PROBLEM TO SOLVE -
Report every line of the records beneath this task that holds the string "headers".
|---|
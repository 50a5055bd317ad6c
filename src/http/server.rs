//! HTTP server setup and configuration.
//!
//! # Responsibilities
//! - Create Axum Router with one handler per configured route
//! - Wire up middleware (tracing, timeout, request ID)
//! - Bind server to listener
//! - Bridge each request into an RPC call and format the reply

use axum::{
    body::Body,
    extract::State,
    http::{Request, StatusCode},
    response::{IntoResponse, Response},
    routing::any,
    Router,
};
use std::collections::HashMap;
use std::sync::Arc;
use std::time::{Duration, Instant};
use tokio::net::TcpListener;
use tower_http::{timeout::TimeoutLayer, trace::TraceLayer};

use crate::bridge::descriptor::dynamic_descriptor;
use crate::bridge::{
    ArgumentGetter, BridgeError, CallDescriptor, RequestSnapshot, ResponseFormatter, RpcTarget,
    TypedValue,
};
use crate::config::validation::validate_config;
use crate::config::{BridgeConfig, ConfigError, RouteConfig};
use crate::http::request::{propagate_request_id_layer, request_id, set_request_id_layer};
use crate::http::response;
use crate::observability::metrics;
use crate::rpc::{RpcCall, RpcInvoker};

/// Application state injected into handlers.
#[derive(Clone)]
pub struct AppState {
    pub invoker: Arc<dyn RpcInvoker>,
    pub max_body_size: usize,
}

/// How a route obtains its call shape.
#[derive(Debug)]
enum CallShape {
    Static {
        target: RpcTarget,
        descriptor: Arc<CallDescriptor>,
    },
    /// Built from `x-dubbo-*` headers on every request.
    Dynamic { ignore_null_map_pairs: bool },
}

/// A configured route, compiled once at startup.
#[derive(Debug)]
struct BridgeRoute {
    name: String,
    shape: CallShape,
    formatter: ResponseFormatter,
    request_envelope: bool,
    attachment_prefix: String,
}

impl BridgeRoute {
    fn compile(route: &RouteConfig, config: &BridgeConfig) -> Result<Self, BridgeError> {
        let shape = if route.dynamic {
            CallShape::Dynamic {
                ignore_null_map_pairs: route.ignore_null_map_pairs,
            }
        } else {
            CallShape::Static {
                target: route.target(),
                descriptor: Arc::new(route.descriptor()?),
            }
        };

        Ok(Self {
            name: route.name.clone(),
            shape,
            formatter: ResponseFormatter::new(route.response_flavor(&config.bridge)),
            request_envelope: route.request_envelope(&config.bridge),
            attachment_prefix: config.bridge.attachment_prefix.clone(),
        })
    }

    /// Turn one buffered request into an RPC call.
    fn build_call(&self, request: &RequestSnapshot<'_>) -> Result<RpcCall, BridgeError> {
        let (target, descriptor) = match &self.shape {
            CallShape::Static { target, descriptor } => (target.clone(), descriptor.clone()),
            CallShape::Dynamic {
                ignore_null_map_pairs,
            } => {
                let (target, descriptor) = dynamic_descriptor(request, *ignore_null_map_pairs)?;
                (target, Arc::new(descriptor))
            }
        };

        let getter = if self.request_envelope {
            ArgumentGetter::from_envelope(&descriptor, request)?
        } else {
            ArgumentGetter::new(&descriptor, request, Some(&self.attachment_prefix))?
        };
        let arguments = getter.arguments(&descriptor)?;

        tracing::debug!(
            route = %self.name,
            service = %target.service,
            method = %target.method,
            resolver = getter.resolver().kind(),
            "Arguments built"
        );

        Ok(RpcCall {
            target,
            parameter_types: descriptor.parameter_types(),
            arguments,
            attachments: getter.into_attachments(),
        })
    }
}

/// HTTP server for the bridge.
pub struct HttpServer {
    router: Router,
    config: BridgeConfig,
}

impl HttpServer {
    /// Validate the config, compile every route and build the router.
    pub fn new(config: BridgeConfig, invoker: Arc<dyn RpcInvoker>) -> Result<Self, BridgeError> {
        validate_config(&config).map_err(|errors| {
            BridgeError::ConfigurationError(ConfigError::Validation(errors).to_string())
        })?;

        let routes = config
            .routes
            .iter()
            .map(|route| {
                let compiled = BridgeRoute::compile(route, &config)?;
                Ok((route.path.clone(), Arc::new(compiled)))
            })
            .collect::<Result<HashMap<_, _>, BridgeError>>()?;

        let state = AppState {
            invoker,
            max_body_size: config.security.max_body_size,
        };

        let router = Self::build_router(&config, routes, state);
        Ok(Self { router, config })
    }

    /// Build the Axum router with all middleware layers.
    #[allow(deprecated)]
    fn build_router(
        config: &BridgeConfig,
        routes: HashMap<String, Arc<BridgeRoute>>,
        state: AppState,
    ) -> Router {
        let mut router = Router::new();
        for (path, route) in routes {
            router = router.route(
                &path,
                any(move |State(state): State<AppState>, request: Request<Body>| {
                    let route = route.clone();
                    async move { bridge_handler(state, route, request).await }
                }),
            );
        }

        router
            .fallback(not_found)
            .with_state(state)
            .layer(TimeoutLayer::new(Duration::from_secs(config.timeouts.request_secs)))
            .layer(propagate_request_id_layer())
            .layer(set_request_id_layer())
            .layer(TraceLayer::new_for_http())
    }

    /// The router, for serving or in-process testing.
    pub fn router(&self) -> Router {
        self.router.clone()
    }

    /// Run the server, accepting connections on the given listener.
    pub async fn run(self, listener: TcpListener) -> Result<(), std::io::Error> {
        let addr = listener.local_addr()?;
        tracing::info!(
            address = %addr,
            routes = self.config.routes.len(),
            "HTTP server starting"
        );

        axum::serve(listener, self.router)
            .with_graceful_shutdown(shutdown_signal())
            .await?;

        tracing::info!("HTTP server stopped");
        Ok(())
    }
}

/// Bridge one HTTP request to one RPC call.
async fn bridge_handler(state: AppState, route: Arc<BridgeRoute>, request: Request<Body>) -> Response {
    let start_time = Instant::now();
    let request_id = request_id(&request).to_string();

    let (parts, body) = request.into_parts();
    let body = match axum::body::to_bytes(body, state.max_body_size).await {
        Ok(bytes) => bytes,
        Err(e) => {
            tracing::warn!(request_id = %request_id, route = %route.name, error = %e, "Request body rejected");
            metrics::record_request(&route.name, "body_rejected", 413, start_time);
            return (StatusCode::PAYLOAD_TOO_LARGE, "Request body too large").into_response();
        }
    };

    let snapshot = RequestSnapshot::new(&parts.method, &parts.uri, &parts.headers, &body);
    let call = match route.build_call(&snapshot) {
        Ok(call) => call,
        Err(e) => {
            tracing::warn!(
                request_id = %request_id,
                route = %route.name,
                kind = e.kind(),
                error = %e,
                "Failed to build RPC arguments"
            );
            metrics::record_argument_error(e.kind());
            let response = response::argument_failure(&route.formatter, &e);
            metrics::record_request(&route.name, "rejected", response.status().as_u16(), start_time);
            return response;
        }
    };

    match state.invoker.invoke(call).await {
        Ok(reply) => {
            let formatted = route.formatter.format(reply.value.as_ref(), reply.kind);
            let response = response::formatted(formatted, StatusCode::OK);
            tracing::debug!(
                request_id = %request_id,
                route = %route.name,
                kind = reply.kind.as_str(),
                result = reply.value.as_ref().map_or("absent", TypedValue::kind),
                status = %response.status(),
                "RPC reply formatted"
            );
            metrics::record_request(&route.name, reply.kind.as_str(), response.status().as_u16(), start_time);
            response
        }
        Err(e) => {
            tracing::error!(request_id = %request_id, route = %route.name, error = %e, "RPC invocation failed");
            let response = response::invoke_failure(&e);
            metrics::record_request(&route.name, "failed", response.status().as_u16(), start_time);
            response
        }
    }
}

async fn not_found() -> impl IntoResponse {
    (StatusCode::NOT_FOUND, "No matching route found")
}

/// Wait for shutdown signal (Ctrl+C).
async fn shutdown_signal() {
    if let Err(e) = tokio::signal::ctrl_c().await {
        tracing::error!(error = %e, "Failed to listen for Ctrl+C");
        std::future::pending::<()>().await;
    }
    tracing::info!("Shutdown signal received");
}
|---|
WORKED SOLUTION -
    /// Built from `x-dubbo-*` headers on every request.
    let snapshot = RequestSnapshot::new(&parts.method, &parts.uri, &parts.headers, &body);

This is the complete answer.